Welcome back to the academic year and I hope that you all had an enjoyable summer and made the most of the briefest of our four seasons!
As I write, with temperatures on this Labour Day Weekend soaring into the 30’s, summer isn’t going away any time soon, but with the last few breaths of the Canadian National Exhibition, mist on the pond in the morning and certainly, waking up at my usual time to dark skies is an indicator that it is time to move on and embrace the fall season.
Invariably, in this message to welcome you into the new academic year, I reflect back on to what has transpired over the past couple of months and make some light and pithy comments about books read or places visited and how quickly time goes by. But this year, the sobering events going on in other parts of the world bring to mind other thoughts.
In my introductory comments in our most recent newsletter, I have emphasized how fortunate we are as a group of specialists in terms of our place in the health care system. But that doesn’t come without some level of stewardship and responsibility. And part of that is taking advantage of the opportunities that present themselves. Opportunity may be thought of as a set of circumstances that makes it possible to do something. This formal definition seems a little mundane but I am inspired by Milton Berle’s optimistic take. We have the unique chance to build our opportunities and take full advantage of them.

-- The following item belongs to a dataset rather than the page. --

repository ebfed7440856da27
//! Inbound adapters that translate external requests into domain service
//! calls while keeping framework details at the edge.

pub mod http;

Hmmm, you are thinking. Sounds a little pollyanna and touchy-feely. No so. Our specialty has the unique skill set to be able to put a foot in the door of almost all clinical arenas.

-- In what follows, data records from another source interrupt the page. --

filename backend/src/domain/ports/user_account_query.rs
//! Driving port for reading accounts and their casting applications.

use async_trait::async_trait;
use serde::{Deserialize, Serialize};
use serde_json::Value;

use crate::domain::{Error, ResolvedApplication, UserProfile};

/// Arguments of `retrieve`.
#[derive(Debug, Clone, Default, PartialEq, Serialize, Deserialize)]
#[serde(rename_all = "camelCase", default)]
pub struct RetrieveUserRequest {
    pub id: Value,
}

/// Arguments of `castings`.
#[derive(Debug, Clone, Default, PartialEq, Serialize, Deserialize)]
#[serde(rename_all = "camelCase", default)]
pub struct UserCastingsRequest {
    pub user_id: Value,
}

/// Domain use-case port for account reads.
#[cfg_attr(test, mockall::automock)]
#[async_trait]
pub trait UserAccountQuery: Send + Sync {
    /// Public profile of one account.
    async fn retrieve(&self, request: RetrieveUserRequest) -> Result<UserProfile, Error>;

    /// The account's casting applications with projects and castings loaded,
    /// in application order.
    async fn castings(
        &self,
        request: UserCastingsRequest,
    ) -> Result<Vec<ResolvedApplication>, Error>;
}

So I would propose that there are many opportunities that we can build without stressing ourselves too much, for example:
Developing a programmatic approach to what we do (strength in numbers) in the clinical arenas of hand, breast, craniofacial, burns, skin to start with.
Expanding our clinical arenas into underserviced areas such as gender dysmorphism, quadriplegia nerve transfer, aesthetic genital surgery, management of lymphedema, migraine surgery, myo-electric prosthesis innervation and application of robotics to name a few.

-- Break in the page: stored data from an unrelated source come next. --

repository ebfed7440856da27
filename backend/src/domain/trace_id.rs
//! Request correlation identifier.
//!
//! The identifier lives in Tokio task-local storage so errors and log events
//! raised deep inside a service call can pick it up without threading it
//! through every signature. Task-locals are not inherited by spawned tasks;
//! wrap spawned work in [`TraceId::scope`] to keep the correlation.

use std::fmt;
use std::future::Future;
use std::str::FromStr;

use tokio::task_local;
use uuid::Uuid;

/// Response header carrying the trace identifier.
pub const TRACE_ID_HEADER: &str = "trace-id";

task_local! {
    static CURRENT: TraceId;
}

/// Per-request trace identifier.
///
/// # Examples
/// ```
/// use castme::domain::TraceId;
///
/// # tokio::runtime::Runtime::new().unwrap().block_on(async {
/// let id: TraceId = "00000000-0000-0000-0000-000000000000".parse().unwrap();
/// let seen = TraceId::scope(id, async { TraceId::current() }).await;
/// assert_eq!(seen, Some(id));
/// # });
/// ```
#[derive(Debug, Clone, Copy, PartialEq, Eq, Hash)]
pub struct TraceId(Uuid);

impl TraceId {
    /// Generate a fresh random identifier.
    #[must_use]
    pub fn generate() -> Self {
        Self(Uuid::new_v4())
    }

    /// Identifier of the request currently in scope, if any.
    #[must_use]
    pub fn current() -> Option<Self> {
        CURRENT.try_with(|id| *id).ok()
    }

    /// Run `fut` with `trace_id` in scope.
    pub async fn scope<F>(trace_id: Self, fut: F) -> F::Output
    where
        F: Future,
    {
        CURRENT.scope(trace_id, fut).await
    }
}

impl fmt::Display for TraceId {
    fn fmt(&self, f: &mut fmt::Formatter<'_>) -> fmt::Result {
        fmt::Display::fmt(&self.0, f)
    }
}

impl FromStr for TraceId {
    type Err = uuid::Error;

    fn from_str(s: &str) -> Result<Self, Self::Err> {
        Uuid::parse_str(s).map(Self)
    }
}
//! Domain primitives, the account service, and its ports.
//!
//! Purpose: define the account model and the rules every operation enforces
//! independently of HTTP or storage. Types here never import inbound or
//! outbound adapters; adapters depend on the domain, not the other way round.
//!
//! Public surface:
//! - [`Error`] / [`ErrorCode`]: transport-agnostic failure payload.
//! - [`User`], [`UserProfile`], and the value types they are built from.
//! - [`UserAccountService`]: the validation and orchestration layer,
//!   implementing the driving ports in [`ports`].

pub mod argument;
mod auth;
mod casting;
pub mod error;
pub mod ports;
mod profile;
mod trace_id;
mod user;
mod user_account_service;

#[cfg(test)]
pub(crate) mod test_support;

pub use self::auth::Credentials;
pub use self::casting::{
    Casting, CastingApplication, CastingId, Project, ProjectId, ResolvedApplication,
};
pub use self::error::{Error, ErrorCode, ErrorValidationError};
pub use self::profile::{PersonalData, PhysicalData, ProfessionalData, Sex};
pub use self::trace_id::{TRACE_ID_HEADER, TraceId};
pub use self::user::{
    Email, Password, User, UserDetails, UserId, UserProfile, UserValidationError, VideobookLink,
};
pub use self::user_account_service::UserAccountService;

Enhanced use of social media to educate our public about what we do in the clinical and research worlds to enhance the reputation of our specialty.
Expanding our footprint within the university by increasing peer-review grant capture, more papers published and students supervised.
Expansion of exporting our skills with global outreach to help the world around us and letting people know.
And finally, assuring the future of our specialty by taking advantage of every opportunity to educate and engage the medical students and anyone who comes into contact with us.
And most of this can be done by just getting out of bed in the morning and doing what we do with our eyes more open.
So these are my thoughts in terms of taking advantage of the opportunities in front of our faces…
Can’t do this alone…
So my challenge to all of you in the division for the coming year is to make an opportunity and let me know about it… strength in numbers.
We are very fortunate to be able to have opportunities… many people in the world do not. Welcome back, everyone! Let’s do our best to make this a great year.
“You can’t stay in your corner of the Forest waiting for others to come to you. You have to go to them sometimes.”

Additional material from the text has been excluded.